Deploying Sources

As of Extractor Studio CLI version 1 and higher, Extractor Developers can now deploy Extractors directly to Sources on Workbench.


Prior to deploying Sources from an Extractor library you must have the following:

User Token

Before running any of the CLI commands beginning with source:deploy you must first have a Workbench User Token configured on your CLI.

Once you have your token configure it by running.

import-io config

Org Config

Before you can deploy any Sources to a Collection, the Collection and its ID must first be registered in the Org’s config.yaml file under the Org’s directory within the Extractor library.

In the example below, the Collection with the ID 49ba21e0-5cc5-43f4-8f7d-40420907ffcf is configured with the alias product_details for the Org. product_details does not have to be the Collection slug. You could call it foo if you’d like.

legacyAccountId: 8d17b99a-9f09-4e50-9e3c-175d24cfcb1f
  product_details: 49ba21e0-5cc5-43f4-8f7d-40420907ffcf

Create the Source

All of the import-io source:deploy commands rely on deploying to existing Sources on Workbench. The commands will not create a Source on Workbench for you, it will instead fail if the --source slug you provided does not exist.

Creating a Source on Workbench does not require an Extractor ID be provided. You may create a Source with this field empty if you need to.


All of the following examples use the import-io source:deploy command which is defined as:

import-io source:deploy --org <org slug> --source <source slug> --collection <collection slug> --prefix <prefix> --robot <robot>

Before going through the examples it’s important to know all of the flags that are available on this command and understand what they do:

  • --prefix (-p): Directory prefix for the extractor.yaml files you wish to deploy

    • Does a glob pattern match with the prefix provided to search for all extractor.yaml files

    • For each extractor.yaml file found, build and deploys based off of other flags if provided (collection and source slugs)

    • Multiple prefixes can be provided

    • If no prefix provided, defaults to "." or "all"

  • --org (-o): Org you wish to deploy to

    • If no Org provided, will deploy to all

    • Is required when --collection is specified

  • --collection: Collection you wish to deploy to

    • If not provided, defaults to all Collections in each extractor.yaml

    • If provided, an --org flag must be provided

  • --source (-s): Source slug to deploy to

    • If not provided, deploys to all Sources an extractor.yaml is deployed to (within a collection)

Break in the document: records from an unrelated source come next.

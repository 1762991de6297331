//! Geometric predicates used by hit-testing and the edit overlays.

use crate::types::Point;

// ─── Bounding Box ────────────────────────────────────────────────────

#[derive(Debug, Clone, Copy, PartialEq)]
pub struct BBox {
    pub minx: f64,
    pub miny: f64,
    pub maxx: f64,
    pub maxy: f64,
}

impl BBox {
    pub fn empty() -> Self {
        Self {
            minx: f64::INFINITY,
            miny: f64::INFINITY,
            maxx: f64::NEG_INFINITY,
            maxy: f64::NEG_INFINITY,
        }
    }

    /// Box of the given centre and size.
    pub fn from_center(center: Point, width: f64, height: f64) -> Self {
        Self {
            minx: center.x - width / 2.0,
            miny: center.y - height / 2.0,
            maxx: center.x + width / 2.0,
            maxy: center.y + height / 2.0,
        }
    }

    pub fn from_points(points: &[Point]) -> Option<Self> {
        polygon_bounding_box(points)
    }

    pub fn expand_point(&mut self, x: f64, y: f64) {
        self.minx = self.minx.min(x);
        self.miny = self.miny.min(y);
        self.maxx = self.maxx.max(x);
        self.maxy = self.maxy.max(y);
    }

    pub fn is_empty(&self) -> bool {
        self.minx > self.maxx || self.miny > self.maxy
    }

    pub fn width(&self) -> f64 {
        self.maxx - self.minx
    }

    pub fn height(&self) -> f64 {
        self.maxy - self.miny
    }

    pub fn center(&self) -> Point {
        Point::new((self.minx + self.maxx) / 2.0, (self.miny + self.maxy) / 2.0)
    }

    /// Inclusive containment, with the box grown by `padding` on every side.
    pub fn contains(&self, p: Point, padding: f64) -> bool {
        p.x >= self.minx - padding
            && p.x <= self.maxx + padding
            && p.y >= self.miny - padding
            && p.y <= self.maxy + padding
    }
}

/// Min/max reduction over `points`. `None` for an empty slice.
pub fn polygon_bounding_box(points: &[Point]) -> Option<BBox> {
    if points.is_empty() {
        return None;
    }
    let mut bbox = BBox::empty();
    for p in points {
        bbox.expand_point(p.x, p.y);
    }
    Some(bbox)
}

// ─── Predicates ──────────────────────────────────────────────────────

/// Ray-casting parity test. A duplicated closing vertex is tolerated, and
/// fewer than three vertices is never inside.
///
/// Points on the left/bottom edges of an axis-aligned ring count as inside,
/// points on the right/top edges as outside.
pub fn point_in_polygon(point: Point, vertices: &[Point]) -> bool {
    let ring = match vertices {
        [first, .., last] if vertices.len() > 3 && first == last => &vertices[..vertices.len() - 1],
        _ => vertices,
    };
    if ring.len() < 3 {
        return false;
    }

    let mut inside = false;
    let mut j = ring.len() - 1;
    for i in 0..ring.len() {
        let (xi, yi) = (ring[i].x, ring[i].y);
        let (xj, yj) = (ring[j].x, ring[j].y);
        if (yi > point.y) != (yj > point.y) {
            let mut dy = yj - yi;
            if dy == 0.0 {
                dy = f64::EPSILON;
            }
            let x_cross = (xj - xi) * (point.y - yi) / dy + xi;
            if point.x < x_cross {
                inside = !inside;
            }
        }
        j = i;
    }
    inside
}

/// Distance from `p` to the finite segment `a`-`b`.
pub fn point_to_segment_distance(p: Point, a: Point, b: Point) -> f64 {
    let c = b.x - a.x;
    let d = b.y - a.y;
    let len_sq = c * c + d * d;
    if len_sq == 0.0 {
        return p.distance(a);
    }
    let t = (((p.x - a.x) * c + (p.y - a.y) * d) / len_sq).clamp(0.0, 1.0);
    p.distance(Point::new(a.x + t * c, a.y + t * d))
}

/// Rotate `p` counter-clockwise about `origin` by `degrees`.
pub fn rotate_point(p: Point, origin: Point, degrees: f64) -> Point {
    let (sin, cos) = degrees.to_radians().sin_cos();
    let dx = p.x - origin.x;
    let dy = p.y - origin.y;
    Point::new(origin.x + dx * cos - dy * sin, origin.y + dx * sin + dy * cos)
}

/// Wrap an angle in degrees into `(-180, 180]`.
pub fn normalize_angle_delta(degrees: f64) -> f64 {
    let mut a = degrees % 360.0;
    if a <= -180.0 {
        a += 360.0;
    } else if a > 180.0 {
        a -= 360.0;
    }
    a
}

/// Wrap an angle in degrees into `[0, 360)`.
pub fn normalize_angle(degrees: f64) -> f64 {
    let a = degrees.rem_euclid(360.0);
    if a >= 360.0 {
        0.0
    } else {
        a
    }
}

#[cfg(test)]
mod tests {
    use super::*;
    use approx::assert_abs_diff_eq;

    fn unit_square() -> Vec<Point> {
        vec![
            Point::new(0.0, 0.0),
            Point::new(1.0, 0.0),
            Point::new(1.0, 1.0),
            Point::new(0.0, 1.0),
        ]
    }

    #[test]
    fn test_point_in_unit_square() {
        let sq = unit_square();
        assert!(point_in_polygon(Point::new(0.5, 0.5), &sq));
        assert!(!point_in_polygon(Point::new(1.5, 0.5), &sq));
        assert!(!point_in_polygon(Point::new(0.5, -0.1), &sq));
    }

    #[test]
    fn test_point_on_edges() {
        let sq = unit_square();
        assert!(point_in_polygon(Point::new(0.0, 0.5), &sq));
        assert!(point_in_polygon(Point::new(0.5, 0.0), &sq));
        assert!(!point_in_polygon(Point::new(1.0, 0.5), &sq));
        assert!(!point_in_polygon(Point::new(0.5, 1.0), &sq));
    }

    #[test]
    fn test_closed_ring_and_degenerate_input() {
        let mut closed = unit_square();
        closed.push(Point::new(0.0, 0.0));
        assert!(point_in_polygon(Point::new(0.5, 0.5), &closed));
        assert!(!point_in_polygon(Point::new(0.5, 0.5), &closed[..2]));
        assert!(!point_in_polygon(Point::new(0.0, 0.0), &[]));
    }

    #[test]
    fn test_concave_polygon() {
        // U shape opening upward
        let u = vec![
            Point::new(0.0, 0.0),
            Point::new(3.0, 0.0),
            Point::new(3.0, 3.0),
            Point::new(2.0, 3.0),
            Point::new(2.0, 1.0),
            Point::new(1.0, 1.0),
            Point::new(1.0, 3.0),
            Point::new(0.0, 3.0),
        ];
        assert!(point_in_polygon(Point::new(0.5, 2.0), &u));
        assert!(!point_in_polygon(Point::new(1.5, 2.0), &u));
        assert!(point_in_polygon(Point::new(1.5, 0.5), &u));
    }

    #[test]
    fn test_point_to_segment_distance() {
        let a = Point::new(0.0, 0.0);
        let b = Point::new(10.0, 0.0);
        assert_abs_diff_eq!(point_to_segment_distance(Point::new(5.0, 3.0), a, b), 3.0);
        assert_abs_diff_eq!(point_to_segment_distance(Point::new(-3.0, 4.0), a, b), 5.0);
        assert_abs_diff_eq!(point_to_segment_distance(Point::new(13.0, 4.0), a, b), 5.0);
        assert_abs_diff_eq!(point_to_segment_distance(Point::new(3.0, 4.0), a, a), 5.0);
    }

    #[test]
    fn test_polygon_bounding_box() {
        assert!(polygon_bounding_box(&[]).is_none());
        let bbox = polygon_bounding_box(&[Point::new(1.0, -2.0), Point::new(-3.0, 4.0)]).unwrap();
        assert_eq!(bbox.minx, -3.0);
        assert_eq!(bbox.maxy, 4.0);
        assert_eq!(bbox.center(), Point::new(-1.0, 1.0));
        assert!(bbox.contains(Point::new(1.5, 0.0), 0.5));
        assert!(!bbox.contains(Point::new(1.6, 0.0), 0.5));
    }

    #[test]
    fn test_rotation_helpers() {
        let p = rotate_point(Point::new(1.0, 0.0), Point::new(0.0, 0.0), 90.0);
        assert_abs_diff_eq!(p.x, 0.0, epsilon = 1e-12);
        assert_abs_diff_eq!(p.y, 1.0, epsilon = 1e-12);
        assert_abs_diff_eq!(normalize_angle_delta(350.0), -10.0);
        assert_abs_diff_eq!(normalize_angle_delta(-190.0), 170.0);
        assert_abs_diff_eq!(normalize_angle_delta(180.0), 180.0);
        assert_abs_diff_eq!(normalize_angle(-90.0), 270.0);
        assert_abs_diff_eq!(normalize_angle(720.0), 0.0);
    }
}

      • For Example, maybe the same Extractor is deployed to 3 Sources within a Collection. Not providing a --source flag would deploy a new extractor version to all 3 sources.

  • --robot (-r): Robot filter

    • If an extractor.yaml’s `robot does not implement the --robot filter, it ignores the build and deployment.

    • Helps when applying a patch or bug fix to all sources that implement a robot.

    • Allows a broader prefix to be used

Deploying a Source

Deploying a single source can be achieved with a command similar to

import-io source:deploy --org <org slug> --source <source slug> --collection <collection slug> --prefix <prefix>

The following example will deploy the Source with the "slug" of store_1 to the "products" Collection, and will search in the directory prefix of products/store_1 for the Organization my_org:

import-io source:deploy --org my_org --source store_1 --collection products --prefix products/store_1

As the command runs, it will first build the assets and cache them in the dist directory of the library (which should be gitignored). After the assets are built it will deploy to the Source.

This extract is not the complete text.